The responses to all Open Archives Dienst Subset requests are structured streams with MIME type text/xml.  An appendix to this document lists the DTD (Document Type Definition) for every verb.  All XML responses to Dienst protocol requests have the following uniform features.  

  1. The first tag output is a XML declaration where the version is always 1.0 and the encoding is always UTF-8.
  2. The remaining content is enclosed in a root element that has the same name as the verb of the respective request.  The element has a single attribute named version, which has a value that is the version of the verb of the respective request.  For example, a Disseminate verb with version 2.0 will produce text/xml content with an wrapped in a tag like
        <Disseminate version="2.0">

2.4.3.2 Status Codes

Status codes and error returns correspond to those defined for HTTP (refer to that protocol documentation). A normal response from a Dienst message in HTTP is signaled with the 200 reply code. Error returns are signaled with the appropriate 4xx code as specified in the HTTP protocol. The use of HTTP error codes is as follows:

For each error return, the HTTP reason-phrase returned with the code should provide additional information useful to a human reader.

2.5 Dates

All dates in the protocol (requests and responses) are encoded using the "Complete date" variant of ISO8601.  This format is CCYY-MM-DD where CC is the century, YY is the year, MM is the month of the year between 01 (January) and 12 (December), and DD is the day of the month between 01 and 28 or 29 or 30 or 31, depending on length of month and whether it is a leap year.

3. Protocol Messages

This section lists the messages (verbs) implemented by the Open Archives Dienst Subset. Each message has a Name (which is used for purposes of discussion), a Verb (a unique name for the message, used in the protocol to name the message), a Version, a list of Fixed arguments, a list of Keyword arguments, a Return MIME type and return status codes. The documentation for every message includes an example request and response (where appropriate) and the meaning of HTTP error codes that may be returned. These examples uniformly use the full identifier handlecorp/970101.  

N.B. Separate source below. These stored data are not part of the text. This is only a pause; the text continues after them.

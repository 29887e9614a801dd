//! In-process [`CancellationStore`] for tests and single-node development.
//!
//! Mirrors the PostgreSQL semantics: one mutex-guarded critical section per
//! operation stands in for the row-level conditional `UPDATE`, so the
//! claim is still a compare-and-swap and terminal rows are still frozen.

use std::collections::BTreeMap;

use async_trait::async_trait;
use chrono::Utc;
use tokio::sync::Mutex;
use unsub_core::cancellation::{can_transition, CancellationMethod, CancellationStatus};
use unsub_core::types::{DbId, Timestamp};

use crate::models::{
    CancellationLog, CancellationRequest, NewCancellationRequest, NewLogEntry, Orchestration,
    Submission,
};
use crate::store::{ensure_finish_target, CancellationStore, StoreError};

#[derive(Default)]
struct Inner {
    next_request_id: DbId,
    next_log_id: DbId,
    next_orchestration_id: DbId,
    requests: BTreeMap<DbId, CancellationRequest>,
    logs: Vec<CancellationLog>,
    orchestrations: BTreeMap<DbId, Orchestration>,
}

impl Inner {
    fn push_log(&mut self, request_id: DbId, entry: &NewLogEntry) {
        self.next_log_id += 1;
        self.logs.push(CancellationLog {
            id: self.next_log_id,
            request_id,
            level: entry.level,
            message: entry.message.clone(),
            created_at: Utc::now(),
        });
    }

    /// Apply `to` if the row exists, is in `from` and the edge is legal.
    fn transition(
        &mut self,
        id: DbId,
        from: &[CancellationStatus],
        to: CancellationStatus,
    ) -> Option<&mut CancellationRequest> {
        let request = self.requests.get_mut(&id)?;
        if !from.contains(&request.status) || !can_transition(request.status, to) {
            return None;
        }
        let now = Utc::now();
        request.status = to;
        request.updated_at = now;
        if to.is_terminal() {
            request.completed_at = Some(now);
        }
        Some(request)
    }

    fn in_progress_mut(&mut self, id: DbId) -> Option<&mut CancellationRequest> {
        self.requests
            .get_mut(&id)
            .filter(|r| r.status == CancellationStatus::InProgress)
    }
}

/// Mutex-guarded in-memory store.
#[derive(Default)]
pub struct MemoryCancellationStore {
    inner: Mutex<Inner>,
}

impl MemoryCancellationStore {
    pub fn new() -> Self {
        Self::default()
    }
}

#[async_trait]
impl CancellationStore for MemoryCancellationStore {
    async fn ping(&self) -> Result<(), StoreError> {
        Ok(())
    }

    async fn create_orchestration(&self, user_id: DbId) -> Result<Orchestration, StoreError> {
        let mut inner = self.inner.lock().await;
        inner.next_orchestration_id += 1;
        let orchestration = Orchestration {
            id: inner.next_orchestration_id,
            user_id,
            created_at: Utc::now(),
        };
        inner
            .orchestrations
            .insert(orchestration.id, orchestration.clone());
        Ok(orchestration)
    }

    async fn find_orchestration(&self, id: DbId) -> Result<Option<Orchestration>, StoreError> {
        Ok(self.inner.lock().await.orchestrations.get(&id).cloned())
    }

    async fn submit(&self, input: &NewCancellationRequest) -> Result<Submission, StoreError> {
        let mut inner = self.inner.lock().await;

        let existing = inner.requests.values().find(|r| {
            r.user_id == input.user_id
                && r.subscription_id == input.subscription_id
                && r.status.is_active()
        });
        if let Some(request) = existing {
            return Ok(Submission {
                request: request.clone(),
                created: false,
            });
        }

        inner.next_request_id += 1;
        let now = Utc::now();
        let request = CancellationRequest {
            id: inner.next_request_id,
            user_id: input.user_id,
            subscription_id: input.subscription_id.clone(),
            orchestration_id: input.orchestration_id,
            method: input.method,
            status: CancellationStatus::Pending,
            active_method: None,
            attempts: 0,
            created_at: now,
            updated_at: now,
            completed_at: None,
        };
        inner.requests.insert(request.id, request.clone());
        Ok(Submission {
            request,
            created: true,
        })
    }

    async fn find_request(&self, id: DbId) -> Result<Option<CancellationRequest>, StoreError> {
        Ok(self.inner.lock().await.requests.get(&id).cloned())
    }

    async fn list_by_orchestration(
        &self,
        orchestration_id: DbId,
    ) -> Result<Vec<CancellationRequest>, StoreError> {
        Ok(self
            .inner
            .lock()
            .await
            .requests
            .values()
            .filter(|r| r.orchestration_id == Some(orchestration_id))
            .cloned()
            .collect())
    }

    async fn list_pending(&self, limit: i64) -> Result<Vec<CancellationRequest>, StoreError> {
        let limit = usize::try_from(limit.max(0)).unwrap_or(usize::MAX);
        Ok(self
            .inner
            .lock()
            .await
            .requests
            .values()
            .filter(|r| r.status == CancellationStatus::Pending)
            .take(limit)
            .cloned()
            .collect())
    }

    async fn claim(&self, id: DbId) -> Result<Option<CancellationRequest>, StoreError> {
        let mut inner = self.inner.lock().await;
        Ok(inner
            .transition(
                id,
                &[CancellationStatus::Pending],
                CancellationStatus::InProgress,
            )
            .map(|r| r.clone()))
    }

    async fn switch_method(
        &self,
        id: DbId,
        method: CancellationMethod,
        entry: Option<&NewLogEntry>,
    ) -> Result<Option<CancellationRequest>, StoreError> {
        let mut inner = self.inner.lock().await;
        let Some(request) = inner.in_progress_mut(id) else {
            return Ok(None);
        };
        request.active_method = Some(method);
        request.updated_at = Utc::now();
        let updated = request.clone();
        if let Some(entry) = entry {
            inner.push_log(id, entry);
        }
        Ok(Some(updated))
    }

    async fn record_attempt(
        &self,
        id: DbId,
        entry: &NewLogEntry,
        finish: Option<CancellationStatus>,
    ) -> Result<Option<CancellationRequest>, StoreError> {
        if let Some(status) = finish {
            ensure_finish_target(status)?;
        }

        let mut inner = self.inner.lock().await;
        let Some(request) = inner.in_progress_mut(id) else {
            return Ok(None);
        };
        request.attempts += 1;
        request.updated_at = Utc::now();

        let updated = match finish {
            Some(status) => inner
                .transition(id, &[CancellationStatus::InProgress], status)
                .map(|r| r.clone()),
            None => inner.requests.get(&id).cloned(),
        };
        inner.push_log(id, entry);
        Ok(updated)
    }

    async fn append_log(&self, id: DbId, entry: &NewLogEntry) -> Result<bool, StoreError> {
        let mut inner = self.inner.lock().await;
        if inner.in_progress_mut(id).is_none() {
            return Ok(false);
        }
        inner.push_log(id, entry);
        Ok(true)
    }

    async fn finish(
        &self,
        id: DbId,
        status: CancellationStatus,
        entry: &NewLogEntry,
    ) -> Result<Option<CancellationRequest>, StoreError> {
        ensure_finish_target(status)?;

        let mut inner = self.inner.lock().await;
        let updated = inner
            .transition(id, &[CancellationStatus::InProgress], status)
            .map(|r| r.clone());
        if updated.is_some() {
            inner.push_log(id, entry);
        }
        Ok(updated)
    }

    async fn cancel(
        &self,
        id: DbId,
        user_id: DbId,
        entry: &NewLogEntry,
    ) -> Result<Option<CancellationRequest>, StoreError> {
        let mut inner = self.inner.lock().await;
        if !inner.requests.get(&id).is_some_and(|r| r.is_owned_by(user_id)) {
            return Ok(None);
        }
        let updated = inner
            .transition(
                id,
                &CancellationStatus::ACTIVE,
                CancellationStatus::Cancelled,
            )
            .map(|r| r.clone());
        if updated.is_some() {
            inner.push_log(id, entry);
        }
        Ok(updated)
    }

    async fn latest_log(&self, request_id: DbId) -> Result<Option<CancellationLog>, StoreError> {
        Ok(self
            .inner
            .lock()
            .await
            .logs
            .iter()
            .rev()
            .find(|l| l.request_id == request_id)
            .cloned())
    }

    async fn list_logs(&self, request_id: DbId) -> Result<Vec<CancellationLog>, StoreError> {
        Ok(self
            .inner
            .lock()
            .await
            .logs
            .iter()
            .filter(|l| l.request_id == request_id)
            .cloned()
            .collect())
    }

    async fn reap_stale(
        &self,
        cutoff: Timestamp,
        entry: &NewLogEntry,
    ) -> Result<Vec<CancellationRequest>, StoreError> {
        let mut inner = self.inner.lock().await;
        let stale: Vec<DbId> = inner
            .requests
            .values()
            .filter(|r| r.status == CancellationStatus::InProgress && r.updated_at < cutoff)
            .map(|r| r.id)
            .collect();

        let mut reaped = Vec::with_capacity(stale.len());
        for id in stale {
            if let Some(request) = inner
                .transition(id, &[CancellationStatus::InProgress], CancellationStatus::Failed)
                .map(|r| r.clone())
            {
                inner.push_log(id, entry);
                reaped.push(request);
            }
        }
        Ok(reaped)
    }
}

To make reading of this document easier, the DTDs for responses to verbs that return text/xml are separated from the main body of the document into an appendix.

Disseminate Metadata for a Record

Verb: Disseminate
Version: 1.0
Fixed args: fullID, meta-format, content-type
Keyword args: none
Return MIME type: text/xml
Return Status Codes: 200, 400, 404

Request the metadata in a specific format from a record.  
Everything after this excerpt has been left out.